Give again the lines of the data from its first line through the line with "use crate::error::ProviderError;". Change nothing.

-- Opening Marker --

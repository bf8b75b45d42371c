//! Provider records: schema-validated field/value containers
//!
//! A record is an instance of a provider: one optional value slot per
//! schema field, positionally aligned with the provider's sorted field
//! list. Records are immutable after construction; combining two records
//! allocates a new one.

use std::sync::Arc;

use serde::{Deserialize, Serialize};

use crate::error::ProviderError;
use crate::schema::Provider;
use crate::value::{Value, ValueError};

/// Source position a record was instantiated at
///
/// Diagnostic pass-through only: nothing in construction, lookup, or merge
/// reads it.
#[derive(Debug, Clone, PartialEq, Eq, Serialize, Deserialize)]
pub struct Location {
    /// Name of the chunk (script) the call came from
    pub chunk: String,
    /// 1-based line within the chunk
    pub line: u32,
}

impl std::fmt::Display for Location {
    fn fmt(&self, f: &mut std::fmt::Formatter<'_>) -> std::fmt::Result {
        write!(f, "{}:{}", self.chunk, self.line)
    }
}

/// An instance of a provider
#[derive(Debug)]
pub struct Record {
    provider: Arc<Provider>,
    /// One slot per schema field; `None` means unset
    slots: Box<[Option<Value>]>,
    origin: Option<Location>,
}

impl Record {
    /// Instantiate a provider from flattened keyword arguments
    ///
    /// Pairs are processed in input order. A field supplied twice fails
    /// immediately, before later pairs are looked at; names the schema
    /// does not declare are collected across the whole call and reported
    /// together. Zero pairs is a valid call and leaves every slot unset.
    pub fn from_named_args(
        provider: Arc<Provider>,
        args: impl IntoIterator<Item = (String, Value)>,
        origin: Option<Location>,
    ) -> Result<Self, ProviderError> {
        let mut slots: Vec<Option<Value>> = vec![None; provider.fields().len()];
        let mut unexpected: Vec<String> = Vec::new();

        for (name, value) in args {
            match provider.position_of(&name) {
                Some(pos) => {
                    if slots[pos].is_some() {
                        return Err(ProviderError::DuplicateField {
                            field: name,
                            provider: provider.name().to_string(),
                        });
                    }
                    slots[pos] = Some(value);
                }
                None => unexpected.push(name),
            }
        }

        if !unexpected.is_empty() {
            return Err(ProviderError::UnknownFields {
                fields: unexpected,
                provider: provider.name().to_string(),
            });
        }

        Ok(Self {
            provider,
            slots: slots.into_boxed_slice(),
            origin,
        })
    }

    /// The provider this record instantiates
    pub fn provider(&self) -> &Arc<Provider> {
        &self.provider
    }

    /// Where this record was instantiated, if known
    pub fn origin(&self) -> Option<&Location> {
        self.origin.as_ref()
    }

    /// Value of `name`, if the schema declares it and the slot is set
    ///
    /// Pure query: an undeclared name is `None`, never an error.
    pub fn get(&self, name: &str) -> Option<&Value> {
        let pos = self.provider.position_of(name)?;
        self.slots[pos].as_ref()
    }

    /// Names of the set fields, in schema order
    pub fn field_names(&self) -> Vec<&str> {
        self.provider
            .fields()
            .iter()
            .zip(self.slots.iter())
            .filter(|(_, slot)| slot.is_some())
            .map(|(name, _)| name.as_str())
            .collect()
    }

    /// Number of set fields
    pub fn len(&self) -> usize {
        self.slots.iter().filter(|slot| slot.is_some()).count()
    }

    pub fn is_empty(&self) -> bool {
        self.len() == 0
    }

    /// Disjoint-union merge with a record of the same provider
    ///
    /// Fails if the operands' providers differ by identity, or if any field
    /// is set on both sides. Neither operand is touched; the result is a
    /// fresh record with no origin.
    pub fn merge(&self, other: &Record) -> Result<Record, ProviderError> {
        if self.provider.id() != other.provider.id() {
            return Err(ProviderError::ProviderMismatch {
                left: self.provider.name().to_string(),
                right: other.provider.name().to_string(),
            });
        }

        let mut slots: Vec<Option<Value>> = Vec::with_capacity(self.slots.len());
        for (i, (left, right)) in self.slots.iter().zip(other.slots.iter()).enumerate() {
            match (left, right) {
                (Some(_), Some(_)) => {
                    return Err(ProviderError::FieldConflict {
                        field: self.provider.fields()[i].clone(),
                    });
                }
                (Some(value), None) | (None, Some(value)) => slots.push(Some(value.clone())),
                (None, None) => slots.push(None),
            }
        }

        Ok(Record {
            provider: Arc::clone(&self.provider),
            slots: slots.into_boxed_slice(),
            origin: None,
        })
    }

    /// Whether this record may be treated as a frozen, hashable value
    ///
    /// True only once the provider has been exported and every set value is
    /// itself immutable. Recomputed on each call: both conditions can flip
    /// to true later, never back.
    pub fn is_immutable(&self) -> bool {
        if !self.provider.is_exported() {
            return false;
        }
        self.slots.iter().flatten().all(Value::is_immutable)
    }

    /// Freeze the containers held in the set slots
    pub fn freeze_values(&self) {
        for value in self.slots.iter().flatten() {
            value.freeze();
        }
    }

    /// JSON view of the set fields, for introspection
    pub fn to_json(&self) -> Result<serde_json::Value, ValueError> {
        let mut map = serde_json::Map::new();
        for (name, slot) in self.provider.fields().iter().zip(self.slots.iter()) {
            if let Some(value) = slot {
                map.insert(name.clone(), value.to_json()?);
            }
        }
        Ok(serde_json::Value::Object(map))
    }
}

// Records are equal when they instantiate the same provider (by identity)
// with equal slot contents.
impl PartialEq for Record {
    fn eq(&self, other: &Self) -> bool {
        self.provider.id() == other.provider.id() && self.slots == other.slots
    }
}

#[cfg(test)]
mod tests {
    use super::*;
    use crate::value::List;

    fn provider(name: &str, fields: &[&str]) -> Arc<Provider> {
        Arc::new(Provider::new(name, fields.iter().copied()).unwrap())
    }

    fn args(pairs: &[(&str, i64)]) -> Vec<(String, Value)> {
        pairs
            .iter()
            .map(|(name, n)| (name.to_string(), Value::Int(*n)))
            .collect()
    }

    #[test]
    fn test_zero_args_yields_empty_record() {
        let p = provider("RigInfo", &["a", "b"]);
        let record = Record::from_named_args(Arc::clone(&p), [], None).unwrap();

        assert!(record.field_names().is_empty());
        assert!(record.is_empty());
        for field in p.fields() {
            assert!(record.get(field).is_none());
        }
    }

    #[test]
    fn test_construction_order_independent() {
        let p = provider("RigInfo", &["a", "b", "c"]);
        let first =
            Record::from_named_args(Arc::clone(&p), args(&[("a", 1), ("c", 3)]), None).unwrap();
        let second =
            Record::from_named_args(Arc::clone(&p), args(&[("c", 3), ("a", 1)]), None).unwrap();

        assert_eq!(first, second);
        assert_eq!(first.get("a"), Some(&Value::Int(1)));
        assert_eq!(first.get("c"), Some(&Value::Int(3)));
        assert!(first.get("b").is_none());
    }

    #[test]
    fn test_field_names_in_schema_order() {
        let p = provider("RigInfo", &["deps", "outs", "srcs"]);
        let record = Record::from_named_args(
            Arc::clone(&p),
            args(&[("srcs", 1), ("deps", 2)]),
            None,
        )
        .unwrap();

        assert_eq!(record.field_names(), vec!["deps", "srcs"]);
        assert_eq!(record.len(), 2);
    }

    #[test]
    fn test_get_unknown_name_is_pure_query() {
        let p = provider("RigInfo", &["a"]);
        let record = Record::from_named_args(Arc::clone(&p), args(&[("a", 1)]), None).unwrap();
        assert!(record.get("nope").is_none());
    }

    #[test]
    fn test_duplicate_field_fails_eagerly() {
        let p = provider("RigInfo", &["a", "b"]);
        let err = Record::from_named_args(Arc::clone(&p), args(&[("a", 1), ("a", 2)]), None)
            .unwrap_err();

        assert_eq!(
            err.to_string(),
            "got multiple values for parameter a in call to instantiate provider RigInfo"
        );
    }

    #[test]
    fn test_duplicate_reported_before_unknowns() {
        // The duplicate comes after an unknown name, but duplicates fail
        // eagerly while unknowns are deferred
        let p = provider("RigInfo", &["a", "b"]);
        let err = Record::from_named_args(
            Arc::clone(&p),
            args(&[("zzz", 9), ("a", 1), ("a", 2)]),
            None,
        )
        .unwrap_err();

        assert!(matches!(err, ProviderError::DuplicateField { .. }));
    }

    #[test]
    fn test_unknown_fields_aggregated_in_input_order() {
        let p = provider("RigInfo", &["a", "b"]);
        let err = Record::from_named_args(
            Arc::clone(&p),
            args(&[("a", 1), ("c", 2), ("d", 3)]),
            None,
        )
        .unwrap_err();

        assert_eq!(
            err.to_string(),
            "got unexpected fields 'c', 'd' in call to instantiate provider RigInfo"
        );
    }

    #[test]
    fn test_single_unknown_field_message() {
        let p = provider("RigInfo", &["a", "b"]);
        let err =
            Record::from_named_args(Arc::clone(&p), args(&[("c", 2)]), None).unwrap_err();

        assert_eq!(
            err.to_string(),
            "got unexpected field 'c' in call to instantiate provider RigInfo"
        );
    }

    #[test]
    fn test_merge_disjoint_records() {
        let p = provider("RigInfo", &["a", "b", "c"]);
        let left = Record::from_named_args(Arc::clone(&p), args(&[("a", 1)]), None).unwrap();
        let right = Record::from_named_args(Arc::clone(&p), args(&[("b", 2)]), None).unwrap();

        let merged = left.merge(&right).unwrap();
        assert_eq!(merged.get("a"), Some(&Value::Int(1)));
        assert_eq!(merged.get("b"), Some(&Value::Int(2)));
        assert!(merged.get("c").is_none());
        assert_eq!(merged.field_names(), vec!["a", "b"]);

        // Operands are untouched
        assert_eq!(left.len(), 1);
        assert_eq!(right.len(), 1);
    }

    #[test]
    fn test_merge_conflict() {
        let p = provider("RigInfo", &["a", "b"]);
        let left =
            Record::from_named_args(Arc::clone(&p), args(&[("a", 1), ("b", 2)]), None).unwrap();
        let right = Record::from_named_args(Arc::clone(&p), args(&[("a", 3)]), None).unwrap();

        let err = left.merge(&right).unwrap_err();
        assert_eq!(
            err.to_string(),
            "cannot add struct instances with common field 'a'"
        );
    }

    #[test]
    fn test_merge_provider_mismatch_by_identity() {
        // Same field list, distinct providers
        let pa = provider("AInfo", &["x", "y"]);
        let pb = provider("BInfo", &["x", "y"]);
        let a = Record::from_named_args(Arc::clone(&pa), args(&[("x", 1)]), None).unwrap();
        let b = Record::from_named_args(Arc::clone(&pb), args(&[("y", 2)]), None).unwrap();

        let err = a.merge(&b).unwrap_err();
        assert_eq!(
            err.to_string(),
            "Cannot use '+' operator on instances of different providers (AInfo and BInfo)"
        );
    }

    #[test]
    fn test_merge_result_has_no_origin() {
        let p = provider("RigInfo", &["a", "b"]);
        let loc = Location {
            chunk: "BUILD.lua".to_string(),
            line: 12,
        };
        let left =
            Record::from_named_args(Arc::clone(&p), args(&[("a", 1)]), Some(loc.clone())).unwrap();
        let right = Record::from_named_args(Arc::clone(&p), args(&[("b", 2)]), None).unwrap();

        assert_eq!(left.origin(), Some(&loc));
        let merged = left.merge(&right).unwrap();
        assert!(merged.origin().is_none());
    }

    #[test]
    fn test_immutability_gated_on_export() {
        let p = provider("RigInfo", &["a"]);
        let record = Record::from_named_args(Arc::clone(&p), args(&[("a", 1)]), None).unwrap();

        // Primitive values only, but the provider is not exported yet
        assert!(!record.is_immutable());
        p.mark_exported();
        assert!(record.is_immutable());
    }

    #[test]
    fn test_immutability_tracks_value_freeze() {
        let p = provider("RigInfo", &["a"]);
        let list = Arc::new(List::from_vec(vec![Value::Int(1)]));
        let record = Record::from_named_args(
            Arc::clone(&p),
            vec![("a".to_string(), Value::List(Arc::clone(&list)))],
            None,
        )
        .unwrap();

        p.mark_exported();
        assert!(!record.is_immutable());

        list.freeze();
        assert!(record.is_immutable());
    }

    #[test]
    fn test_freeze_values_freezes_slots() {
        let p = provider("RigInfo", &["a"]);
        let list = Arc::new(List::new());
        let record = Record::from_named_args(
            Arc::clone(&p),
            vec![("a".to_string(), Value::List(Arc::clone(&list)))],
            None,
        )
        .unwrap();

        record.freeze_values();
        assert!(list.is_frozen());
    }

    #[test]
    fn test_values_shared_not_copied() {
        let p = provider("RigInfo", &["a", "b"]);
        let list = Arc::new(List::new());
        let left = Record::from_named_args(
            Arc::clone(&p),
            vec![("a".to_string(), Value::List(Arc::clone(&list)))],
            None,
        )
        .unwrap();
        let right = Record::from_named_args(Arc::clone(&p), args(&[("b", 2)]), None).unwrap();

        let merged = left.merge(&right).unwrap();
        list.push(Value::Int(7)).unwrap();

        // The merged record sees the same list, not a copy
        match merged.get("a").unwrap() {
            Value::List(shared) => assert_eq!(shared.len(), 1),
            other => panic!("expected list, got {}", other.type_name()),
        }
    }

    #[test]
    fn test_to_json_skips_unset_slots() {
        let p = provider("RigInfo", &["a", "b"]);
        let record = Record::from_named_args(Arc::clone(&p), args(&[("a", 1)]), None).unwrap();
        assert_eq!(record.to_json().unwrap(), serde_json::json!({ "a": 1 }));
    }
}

-- Closing Marker --

• _REPLY TO THE TASK_:
repository bf8b75b45d42371c
//! Provider records: schema-validated field/value containers
//!
//! A record is an instance of a provider: one optional value slot per
//! schema field, positionally aligned with the provider's sorted field
//! list. Records are immutable after construction; combining two records
//! allocates a new one.

use std::sync::Arc;

use serde::{Deserialize, Serialize};

use crate::error::ProviderError;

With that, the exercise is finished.